What parents need to know
Parents Need to Know
Parents need to know that in this adaptation of the book by Louisa May Alcott, beloved sister Beth becomes dangerously ill, recovers, but eventually dies young in a very sad sequence. The youngest sister, Amy, falls through the ice while skating but is pulled to safety. Kids will learn a bit about the time period during and just after the Civil War and will get to know an amazing group of role models in the March family. They are supportive of one another and wonderful members of the community, even giving away their Christmas dinner to those less fortunate.
What's the story?
LITTLE WOMEN is not so much about what happens to the March family as about who they are.
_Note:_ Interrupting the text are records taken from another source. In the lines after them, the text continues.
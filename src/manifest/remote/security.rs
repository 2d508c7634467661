//! Guard for user-supplied manifest URLs.

use crate::error::{Result, SyncError};
use crate::project_identity;
use reqwest::Url;
use std::net::{IpAddr, ToSocketAddrs};

fn rejected(reason: String) -> SyncError {
    SyncError::RemoteFetchError(reason)
}

/// Parse `raw` and refuse anything other than https to a public host.
///
/// Plain http is accepted only with `PKGSYNC_ALLOW_INSECURE_HTTP=1`.
pub(super) fn checked_url(raw: &str) -> Result<Url> {
    let url = Url::parse(raw).map_err(|e| rejected(format!("Invalid URL '{}': {}", raw, e)))?;

    match url.scheme() {
        "https" => {}
        "http" if insecure_http_allowed() => {}
        other => {
            return Err(rejected(format!(
                "URL scheme '{}' is blocked; only https is fetched (set {}=1 to allow http)",
                other,
                project_identity::env_key("ALLOW_INSECURE_HTTP")
            )));
        }
    }

    let host = url
        .host_str()
        .filter(|h| !h.is_empty())
        .ok_or_else(|| rejected(format!("URL has no host: {}", raw)))?;
    if names_private_host(host) {
        return Err(rejected(format!("Refusing to fetch from private host {}", host)));
    }

    let port = url.port_or_known_default().unwrap_or(443);
    let addrs: Vec<IpAddr> = (host, port)
        .to_socket_addrs()
        .map_err(|e| rejected(format!("Could not resolve '{}': {}", host, e)))?
        .map(|addr| addr.ip())
        .collect();
    if let Some(ip) = addrs.into_iter().find(|ip| is_internal(*ip)) {
        return Err(rejected(format!(
            "Refusing to fetch from private host {} ({})",
            host, ip
        )));
    }

    Ok(url)
}

fn insecure_http_allowed() -> bool {
    project_identity::env_get("ALLOW_INSECURE_HTTP").as_deref() == Some("1")
}

/// Literal private IPs and `localhost`, checked before any DNS lookup.
fn names_private_host(host: &str) -> bool {
    let bare = host.trim_start_matches('[').trim_end_matches(']');
    match bare.parse::<IpAddr>() {
        Ok(ip) => is_internal(ip),
        Err(_) => {
            let lower = bare.to_ascii_lowercase();
            lower == "localhost" || lower.ends_with(".localhost")
        }
    }
}

fn is_internal(ip: IpAddr) -> bool {
    match ip {
        IpAddr::V4(v4) => {
            v4.is_private() || v4.is_loopback() || v4.is_link_local() || v4.is_unspecified()
        }
        IpAddr::V6(v6) => match v6.to_ipv4_mapped() {
            Some(v4) => is_internal(IpAddr::V4(v4)),
            None => {
                v6.is_loopback()
                    || v6.is_unique_local()
                    || v6.is_unicast_link_local()
                    || v6.is_unspecified()
            }
        },
    }
}
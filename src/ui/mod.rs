//! Terminal output helpers. Status lines go to stdout, warnings and errors
//! to stderr; `--quiet` silences everything but the latter.

use colored::Colorize;
use std::sync::atomic::{AtomicBool, Ordering};

static QUIET: AtomicBool = AtomicBool::new(false);
static INTERRUPTED: AtomicBool = AtomicBool::new(false);

/// Apply the `color` setting (`auto`, `always`, `never`).
pub fn init_colors(mode: &str) {
    match mode {
        "always" => colored::control::set_override(true),
        "never" => colored::control::set_override(false),
        _ => {
            let no_color = std::env::var_os("NO_COLOR").is_some();
            colored::control::set_override(!no_color && atty::is(atty::Stream::Stdout));
        }
    }
}

pub fn set_quiet(quiet: bool) {
    QUIET.store(quiet, Ordering::Relaxed);
}

pub fn is_quiet() -> bool {
    QUIET.load(Ordering::Relaxed)
}

pub fn mark_interrupted() {
    INTERRUPTED.store(true, Ordering::SeqCst);
}

pub fn is_interrupted() -> bool {
    INTERRUPTED.load(Ordering::SeqCst)
}

pub fn header(title: &str) {
    if is_quiet() {
        return;
    }
    println!("\n{}", title.bold().underline());
}

pub fn success(msg: &str) {
    if is_quiet() {
        return;
    }
    println!("{} {}", "✓".green().bold(), msg);
}

pub fn info(msg: &str) {
    if is_quiet() {
        return;
    }
    println!("{} {}", "ℹ".blue().bold(), msg);
}

pub fn warning(msg: &str) {
    eprintln!("{} {}", "⚠".yellow().bold(), msg);
}

pub fn error(msg: &str) {
    eprintln!("{} {}", "✗".red().bold(), msg);
}

pub fn separator() {
    if is_quiet() {
        return;
    }
    println!("{}", "─".repeat(60).bright_black());
}

pub fn indent(msg: &str, level: usize) {
    if is_quiet() {
        return;
    }
    let spaces = " ".repeat(level * 2);
    println!("{}{}", spaces, msg);
}
//! Sync Command
//!
//! Loads the manifest and converges the machine onto it.

mod presentation;

use super::Session;
use crate::core::engine::{EngineOptions, load_manifest};
use crate::core::types::ManifestSource;
use crate::error::{Result, SyncError};
use crate::manifest;
use crate::ui as output;

#[derive(Debug)]
pub struct SyncOptions {
    pub source: ManifestSource,
    pub dry_run: bool,
    /// Overrides the `refresh-pins` setting when false.
    pub refresh_pins: bool,
}

pub fn run(options: SyncOptions) -> Result<()> {
    if options.dry_run {
        return preview(&options);
    }

    let session = Session::locked()?;
    let store = manifest::open_store(&options.source, &session.settings)?;
    let engine = session.engine().with_options(EngineOptions {
        refresh_before_pins: options.refresh_pins && session.settings.refresh_pins(),
    });

    output::info(&format!("Syncing from {}", store.describe()));
    let result = engine.sync(store.as_ref())?;
    presentation::show_result(&result);

    if result.interrupted() {
        return Err(SyncError::Interrupted);
    }
    if !result.success() {
        return Err(SyncError::Other(format!(
            "{} package operation(s) failed",
            result.failed().len()
        )));
    }

    Ok(())
}

fn preview(options: &SyncOptions) -> Result<()> {
    let session = Session::unlocked()?;
    let store = manifest::open_store(&options.source, &session.settings)?;
    let packages = load_manifest(store.as_ref())?;

    let plan = session.engine().plan(packages)?;
    output::info(&format!("Dry run against {}", store.describe()));
    presentation::show_plan(&plan);

    Ok(())
}
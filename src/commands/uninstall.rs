//! Uninstall Command
//!
//! Removes one package directly and turns its manifest entry into a
//! tombstone so later syncs keep it removed.

use super::{Session, describe_code, write_back_store};
use crate::core::result::BestEffort;
use crate::core::types::{InstallerOptions, ManifestSource, PackageDefinition, same_id};
use crate::error::{Result, SyncError};
use crate::manifest;
use crate::ui as output;

#[derive(Debug)]
pub struct UninstallOptions {
    pub id: String,
    pub installer: InstallerOptions,
    pub save: bool,
    pub source: ManifestSource,
}

fn tombstone(entry: &mut PackageDefinition, canonical: &str) {
    entry.id = canonical.to_string();
    entry.uninstall = true;
    entry.pin = None;
    entry.pin_type = None;
}

pub fn run(options: UninstallOptions) -> Result<()> {
    let session = Session::locked()?;
    let store = write_back_store(&options.source, &session.settings, options.save)?;
    let engine = session.engine();
    let inventory = session.context.inventory.as_ref();

    let definition = PackageDefinition {
        uninstall: true,
        options: options.installer,
        ..PackageDefinition::new(options.id)
    };

    let canonical = match inventory.find_by_id(&definition.id)? {
        Some(package) => {
            let pinned = inventory
                .list_pins()?
                .iter()
                .any(|pin| same_id(&pin.id, &package.id));

            output::info(&format!("Uninstalling {} {}", package.id, package.version));
            if let Err(code) = engine.uninstall_package(&definition) {
                return Err(SyncError::PackageOperation {
                    id: definition.id,
                    code,
                });
            }
            output::success(&format!("Uninstalled {}", package.id));

            if pinned && let BestEffort::Ignored { code } = engine.remove_pin(&package.id) {
                output::warning(&format!(
                    "Could not remove the pin of {} (exit code {})",
                    package.id,
                    describe_code(code)
                ));
            }
            package.id
        }
        None => {
            output::info(&format!("{} is not installed", definition.id));
            definition.id.clone()
        }
    };

    if let Some(store) = store {
        manifest::upsert_entry(store.as_ref(), &definition.id, |entry| {
            tombstone(entry, &canonical)
        })?;
        output::info(&format!(
            "Marked {} as uninstalled in {}",
            canonical,
            store.describe()
        ));
    }

    Ok(())
}
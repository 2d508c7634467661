//! Outcome of one reconciliation run.

use crate::core::types::PackageDefinition;

#[derive(Debug, Clone, Copy, PartialEq, Eq)]
pub enum PinAction {
    Add,
    Remove,
}

/// Outcome of a best-effort pin operation. Only `Applied` ever reaches the
/// public lists; the other states are kept so callers can see what happened.
#[derive(Debug, Clone, Copy, PartialEq, Eq)]
pub enum BestEffort {
    Applied,
    Skipped,
    Ignored { code: i32 },
}

impl BestEffort {
    pub fn is_applied(&self) -> bool {
        matches!(self, Self::Applied)
    }
}

#[derive(Debug, Clone, PartialEq, Eq)]
pub struct PinSideEffect {
    pub id: String,
    pub action: PinAction,
    pub outcome: BestEffort,
}

/// Immutable aggregate handed to the caller once per run.
#[derive(Debug, Clone, Default)]
pub struct SyncResult {
    installed: Vec<PackageDefinition>,
    uninstalled: Vec<PackageDefinition>,
    pin_updated: Vec<PackageDefinition>,
    pin_removed: Vec<PackageDefinition>,
    failed: Vec<(PackageDefinition, i32)>,
    pin_side_effects: Vec<PinSideEffect>,
    interrupted: bool,
}

impl SyncResult {
    pub fn installed(&self) -> &[PackageDefinition] {
        &self.installed
    }

    pub fn uninstalled(&self) -> &[PackageDefinition] {
        &self.uninstalled
    }

    pub fn pin_updated(&self) -> &[PackageDefinition] {
        &self.pin_updated
    }

    pub fn pin_removed(&self) -> &[PackageDefinition] {
        &self.pin_removed
    }

    pub fn failed(&self) -> &[(PackageDefinition, i32)] {
        &self.failed
    }

    pub fn pin_side_effects(&self) -> &[PinSideEffect] {
        &self.pin_side_effects
    }

    /// Exit code recorded for `id`, if it failed.
    pub fn failure_code(&self, id: &str) -> Option<i32> {
        self.failed
            .iter()
            .find(|(def, _)| def.matches_id(id))
            .map(|(_, code)| *code)
    }

    /// The run stopped early because cancellation was requested.
    pub fn interrupted(&self) -> bool {
        self.interrupted
    }

    pub fn success(&self) -> bool {
        self.failed.is_empty()
    }

    pub fn has_changes(&self) -> bool {
        !(self.installed.is_empty()
            && self.uninstalled.is_empty()
            && self.pin_updated.is_empty()
            && self.pin_removed.is_empty())
    }
}

#[derive(Debug, Default)]
pub(crate) struct SyncResultBuilder {
    result: SyncResult,
}

impl SyncResultBuilder {
    pub(crate) fn installed(&mut self, definition: &PackageDefinition) {
        debug_assert!(!self.classified(&definition.id));
        self.result.installed.push(definition.clone());
    }

    pub(crate) fn uninstalled(&mut self, definition: &PackageDefinition) {
        debug_assert!(!self.classified(&definition.id));
        self.result.uninstalled.push(definition.clone());
    }

    pub(crate) fn failed(&mut self, definition: &PackageDefinition, code: i32) {
        debug_assert!(!self.classified(&definition.id));
        self.result.failed.push((definition.clone(), code));
    }

    pub(crate) fn pin_updated(&mut self, definition: &PackageDefinition) {
        self.result.pin_updated.push(definition.clone());
    }

    pub(crate) fn pin_removed(&mut self, definition: &PackageDefinition) {
        self.result.pin_removed.push(definition.clone());
    }

    pub(crate) fn side_effect(&mut self, id: &str, action: PinAction, outcome: BestEffort) {
        self.result.pin_side_effects.push(PinSideEffect {
            id: id.to_string(),
            action,
            outcome,
        });
    }

    pub(crate) fn interrupt(&mut self) {
        self.result.interrupted = true;
    }

    pub(crate) fn is_interrupted(&self) -> bool {
        self.result.interrupted
    }

    fn classified(&self, id: &str) -> bool {
        self.result.installed.iter().any(|d| d.matches_id(id))
            || self.result.uninstalled.iter().any(|d| d.matches_id(id))
            || self.result.failed.iter().any(|(d, _)| d.matches_id(id))
    }

    pub(crate) fn build(self) -> SyncResult {
        self.result
    }
}

#[cfg(test)]
mod tests {
    use super::*;

    #[test]
    fn success_depends_only_on_failures() {
        let mut builder = SyncResultBuilder::default();
        builder.installed(&PackageDefinition::new("A"));
        builder.side_effect("A", PinAction::Add, BestEffort::Ignored { code: 5 });
        let result = builder.build();

        assert!(result.success());
        assert!(result.has_changes());
        assert_eq!(result.pin_side_effects().len(), 1);
        assert!(!result.pin_side_effects()[0].outcome.is_applied());
    }

    #[test]
    fn failure_code_lookup_is_case_insensitive() {
        let mut builder = SyncResultBuilder::default();
        builder.failed(&PackageDefinition::new("Vendor.App"), -1);
        let result = builder.build();

        assert!(!result.success());
        assert_eq!(result.failure_code("vendor.app"), Some(-1));
        assert_eq!(result.failure_code("Other"), None);
    }

    #[test]
    fn empty_result_is_successful_without_changes() {
        let result = SyncResultBuilder::default().build();
        assert!(result.success());
        assert!(!result.has_changes());
        assert!(!result.interrupted());
    }
}
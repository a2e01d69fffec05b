mod matcher;

pub use matcher::{CompiledRoute, RouteTable, RouteTableCache};
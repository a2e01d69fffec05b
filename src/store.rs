use crate::reconcile::snapshot::ConfigSnapshot;
use arc_swap::ArcSwap;
use std::sync::Arc;

/// Holds the current `ConfigSnapshot` and hands out atomic swaps to it
/// (spec §4.F). No mutex on the read path: `get()` is a single atomic load.
pub struct SnapshotStore {
    current: ArcSwap<ConfigSnapshot>,
}

impl SnapshotStore {
    pub fn new() -> Self {
        Self {
            current: ArcSwap::from_pointee(ConfigSnapshot::empty()),
        }
    }

    /// Returns the current immutable snapshot. Callers may hold it for as
    /// long as they like — a snapshot is never mutated after publication.
    pub fn get(&self) -> Arc<ConfigSnapshot> {
        self.current.load_full()
    }

    /// Atomically replaces the current snapshot, then marks the previous
    /// one's `ChangeToken` stale. This ordering guarantees a reader that
    /// subscribed to the old token before the swap observes a
    /// stale-transition, while a reader that calls `get()` after the swap
    /// sees `new_snap` with a still-fresh token (spec §4.F).
    pub fn publish(&self, new_snap: ConfigSnapshot) {
        let old = self.current.swap(Arc::new(new_snap));
        old.invalidate();
    }
}

impl Default for SnapshotStore {
    fn default() -> Self {
        Self::new()
    }
}

#[cfg(test)]
mod tests {
    use super::*;

    #[test]
    fn test_new_store_starts_with_empty_snapshot() {
        let store = SnapshotStore::new();
        let snap = store.get();
        assert!(snap.routes.is_empty());
        assert!(snap.clusters.is_empty());
        assert!(!snap.token.is_stale());
    }

    #[test]
    fn test_publish_makes_previous_token_stale_exactly_once() {
        let store = SnapshotStore::new();
        let first = store.get();
        assert!(!first.token.is_stale());

        store.publish(ConfigSnapshot::empty());
        assert!(first.token.is_stale());

        let second = store.get();
        assert!(!second.token.is_stale());
    }

    #[test]
    fn test_reader_holding_old_snapshot_unaffected_by_new_publish() {
        let store = SnapshotStore::new();
        let held = store.get();
        store.publish(ConfigSnapshot::empty());
        store.publish(ConfigSnapshot::empty());
        assert!(held.routes.is_empty());
        assert!(held.token.is_stale());
    }
}
pub mod cluster;
pub mod loadbalance;

pub use cluster::{Cluster, ClusterStore};
pub use loadbalance::{LoadBalancer, UpstreamInstance};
Their parties, meals, chores, games, romances are hardly high drama but, through individual personalities, they illustrate the highest human values: love, family, selflessness, loyalty. Known to be innovative thinkers, the Marches -- as one character observes -- had "views."
Is it any good?
Acting upon those views in day-to-day life, the girls capture our attention and, more, stir our souls. Excited about such holiday luxuries as a bit of butter and an orange, they give them up to feed an even poorer family. The gifted Claire Danes delivers a touching, very real, portrayal as Beth. When she dies, it's painful and viewers share the family's loss. Likewise, the climactic reunion between Jo and her professor is deeply moving. Rarely is such a low-key movie so uplifting. Meaning springs from the unaffected performances, the believable tensions among the sisters, the realistic contrast of their varied goals, and forthright, simple statements of authentically virtuous character. Lovely settings frame the story perfectly.
No pretense is made about the purity of the world in which the Marches live. As women, they confront and cope with second-class status, especially the free-thinking Jo. But society's flaws just reinforce the integrity the Marches bring to it. For a breath of fresh air that's anything but old-fashioned, choose Little Women.
Families can talk about...
Families can talk about how the movie compares to Louisa May Alcott's novel. Which do you like better? Why?
When Jo says she is "hopelessly flawed" do you agree? What were the traits valued in girls back then and how have things changed?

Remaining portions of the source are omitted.